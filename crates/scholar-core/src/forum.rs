//! Events with comments, and free-form discussion threads.

use chrono::{DateTime, Utc};
use serde::{Deserialize, Serialize};
use uuid::Uuid;

// ─── Events ──────────────────────────────────────────────────────────────────

/// A department event or meeting announcement.
#[derive(Debug, Clone, PartialEq, Eq, Serialize, Deserialize)]
pub struct Event {
  pub event_id:    Uuid,
  pub title:       String,
  pub description: String,
  pub starts_at:   DateTime<Utc>,
  pub location:    Option<String>,
  pub created_by:  Uuid,
  pub created_at:  DateTime<Utc>,
}

#[derive(Debug, Clone)]
pub struct NewEvent {
  pub title:       String,
  pub description: String,
  pub starts_at:   DateTime<Utc>,
  pub location:    Option<String>,
  pub created_by:  Uuid,
}

#[derive(Debug, Clone, PartialEq, Eq, Serialize, Deserialize)]
pub struct Comment {
  pub comment_id: Uuid,
  pub event_id:   Uuid,
  pub author_id:  Uuid,
  pub body:       String,
  pub created_at: DateTime<Utc>,
}

// ─── Threads ─────────────────────────────────────────────────────────────────

#[derive(Debug, Clone, PartialEq, Eq, Serialize, Deserialize)]
pub struct Thread {
  pub thread_id:  Uuid,
  pub title:      String,
  pub author_id:  Uuid,
  pub created_at: DateTime<Utc>,
}

#[derive(Debug, Clone, PartialEq, Eq, Serialize, Deserialize)]
pub struct Post {
  pub post_id:    Uuid,
  pub thread_id:  Uuid,
  pub author_id:  Uuid,
  pub body:       String,
  pub created_at: DateTime<Utc>,
}
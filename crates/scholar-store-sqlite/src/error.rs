//! Error type for `scholar-store-sqlite`.

use thiserror::Error;

#[derive(Debug, Error)]
pub enum Error {
  #[error("core error: {0}")]
  Core(#[from] scholar_core::Error),

  #[error("database error: {0}")]
  Database(#[from] tokio_rusqlite::Error),

  #[error("json error: {0}")]
  Json(#[from] serde_json::Error),

  #[error("uuid parse error: {0}")]
  Uuid(#[from] uuid::Error),

  #[error("date/time parse error: {0}")]
  DateParse(String),

  #[error("user not found: {0}")]
  UserNotFound(uuid::Uuid),
}

pub type Result<T, E = Error> = std::result::Result<T, E>;
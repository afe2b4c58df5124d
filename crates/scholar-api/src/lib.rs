//! JSON REST API for the scholar portal.
//!
//! Exposes an axum [`Router`] backed by any [`PortalStore`]. Authentication
//! is the caller's responsibility: every request must carry the
//! authenticated [`Actor`](scholar_core::access::Actor) as a request
//! extension, which handlers use for role checks.
//!
//! # Mounting
//!
//! ```rust,ignore
//! .nest("/api", scholar_api::api_router(store.clone()))
//! .layer(from_fn_with_state(state, require_session))
//! ```

pub mod error;
pub mod events;
pub mod password;
pub mod publications;
pub mod schedule;
pub mod scholars;
pub mod threads;
pub mod upcoming;
pub mod users;

use std::sync::Arc;

use axum::{
  Router,
  routing::{delete, get, post, put},
};
use scholar_core::store::PortalStore;

pub use error::ApiError;

/// Build a fully-materialised API router for `store`.
///
/// The returned `Router<()>` can be nested into any parent router regardless
/// of its own state type.
pub fn api_router<S>(store: Arc<S>) -> Router<()>
where
  S: PortalStore + 'static,
{
  Router::new()
    // Users
    .route("/users", get(users::list::<S>).post(users::create::<S>))
    .route("/users/{id}", get(users::get_one::<S>).delete(users::remove::<S>))
    // Scholars
    .route("/scholars", get(scholars::list::<S>).post(scholars::create::<S>))
    .route("/scholars/{id}", get(scholars::get_one::<S>).put(scholars::update::<S>))
    .route("/scholars/{id}/courses", post(scholars::add_course::<S>))
    // Meetings & milestones
    .route("/scholars/{id}/meetings", post(schedule::schedule_meeting::<S>))
    .route(
      "/scholars/{id}/meetings/{meeting_id}/occurred",
      post(schedule::meeting_occurred::<S>),
    )
    .route(
      "/scholars/{id}/meetings/{meeting_id}/reschedule",
      post(schedule::reschedule_meeting::<S>),
    )
    .route("/scholars/{id}/milestones/{kind}", put(schedule::schedule_milestone::<S>))
    .route(
      "/scholars/{id}/milestones/{kind}/occurred",
      post(schedule::milestone_occurred::<S>),
    )
    .route("/upcoming/{category}", get(upcoming::handler::<S>))
    // Publications
    .route(
      "/scholars/{id}/publications",
      get(publications::list::<S>).post(publications::create::<S>),
    )
    .route("/publications/{id}", delete(publications::remove::<S>))
    // Events
    .route("/events", get(events::list::<S>).post(events::create::<S>))
    .route("/events/{id}", get(events::get_one::<S>).delete(events::remove::<S>))
    .route(
      "/events/{id}/comments",
      get(events::list_comments::<S>).post(events::add_comment::<S>),
    )
    // Threads
    .route("/threads", get(threads::list::<S>).post(threads::create::<S>))
    .route("/threads/{id}", get(threads::get_one::<S>))
    .route("/threads/{id}/posts", post(threads::add_post::<S>))
    .with_state(store)
}

#[cfg(test)]
mod tests;
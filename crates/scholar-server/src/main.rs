//! scholar-server binary.
//!
//! Reads `config.toml` (or the path specified with `--config`) layered with
//! `SCHOLAR_*` environment variables, opens the SQLite store, and serves the
//! portal over HTTP.
//!
//! # First run
//!
//! Create the initial administrator, entering the password on stdin:
//!
//! ```sh
//! cargo run -p scholar-server --bin server -- --bootstrap-admin admin@uni.edu
//! ```

use std::{
  path::{Path, PathBuf},
  sync::Arc,
};

use anyhow::Context as _;
use clap::Parser;
use scholar_api::password;
use scholar_core::{
  store::PortalStore,
  user::{NewUser, Role, normalize_email},
};
use scholar_server::{
  AppState, ServerConfig, documents::BlobStore, mail::LogMailer,
};
use scholar_store_sqlite::SqliteStore;
use tokio::net::TcpListener;
use tracing::level_filters::LevelFilter;
use tracing_subscriber::EnvFilter;

#[derive(Parser)]
#[command(author, version, about = "PhD scholar portal server")]
struct Cli {
  /// Path to the TOML configuration file.
  #[arg(short, long, default_value = "config.toml")]
  config: PathBuf,

  /// Print the argon2 hash for a password entered on stdin and exit.
  #[arg(long)]
  hash_password: bool,

  /// Create an admin account with this email (password from stdin) and exit.
  #[arg(long, value_name = "EMAIL")]
  bootstrap_admin: Option<String>,
}

#[tokio::main]
async fn main() -> anyhow::Result<()> {
  tracing_subscriber::fmt()
    .with_env_filter(
      EnvFilter::builder()
        .with_default_directive(LevelFilter::INFO.into())
        .from_env_lossy(),
    )
    .init();

  let cli = Cli::parse();

  if cli.hash_password {
    let pass = read_password()?;
    let hash = password::hash(&pass)?;
    println!("{hash}");
    return Ok(());
  }

  let settings = config::Config::builder()
    .add_source(config::File::from(cli.config).required(false))
    .add_source(config::Environment::with_prefix("SCHOLAR").try_parsing(true))
    .build()
    .context("failed to read config file")?;

  let server_cfg: ServerConfig = settings
    .try_deserialize()
    .context("failed to deserialise ServerConfig")?;

  let store_path = expand_tilde(&server_cfg.store_path);
  let store = SqliteStore::open(&store_path)
    .await
    .with_context(|| format!("failed to open store at {store_path:?}"))?;

  if let Some(email) = cli.bootstrap_admin {
    return bootstrap_admin(&store, &email).await;
  }

  let blobs = BlobStore::new(expand_tilde(&server_cfg.upload_dir));
  blobs
    .ensure_root()
    .await
    .with_context(|| format!("failed to create {:?}", blobs.root()))?;

  let state = AppState {
    store:  Arc::new(store),
    mailer: Arc::new(LogMailer),
    blobs:  Arc::new(blobs),
    config: Arc::new(server_cfg.clone()),
  };

  let app = scholar_server::router(state);
  let address = format!("{}:{}", server_cfg.host, server_cfg.port);

  tracing::info!("Listening on http://{address}");
  let listener = TcpListener::bind(&address)
    .await
    .with_context(|| format!("failed to bind {address}"))?;

  axum::serve(listener, app).await.context("server error")?;

  Ok(())
}

async fn bootstrap_admin(store: &SqliteStore, email: &str) -> anyhow::Result<()> {
  let email = normalize_email(email);
  if store.find_user_by_email(&email).await?.is_some() {
    anyhow::bail!("{email} is already registered");
  }

  let pass = read_password()?;
  password::validate(&pass)?;
  let password_hash = password::hash(&pass)?;

  let user = store
    .create_user(NewUser {
      name: email.split('@').next().unwrap_or(&email).to_string(),
      email,
      role: Role::Admin,
      password_hash,
    })
    .await?;
  tracing::info!(user_id = %user.user_id, email = %user.email, "admin created");
  Ok(())
}

/// Read a password from stdin.
fn read_password() -> anyhow::Result<String> {
  use std::io::{self, BufRead, Write};
  let stdin = io::stdin();
  print!("Password: ");
  io::stdout().flush().ok();
  let mut line = String::new();
  stdin.lock().read_line(&mut line)?;
  Ok(
    line
      .trim_end_matches('\n')
      .trim_end_matches('\r')
      .to_string(),
  )
}

/// Expand a leading `~` to the user's home directory.
fn expand_tilde(path: &Path) -> PathBuf {
  let s = path.to_string_lossy();
  if let Some(rest) = s.strip_prefix("~/")
    && let Ok(home) = std::env::var("HOME")
  {
    return PathBuf::from(home).join(rest);
  }
  path.to_path_buf()
}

=== Work item ===
In the data above, count the lines where the word "settings" appears; reply with the number only.

=== Reply to the exercise ===
2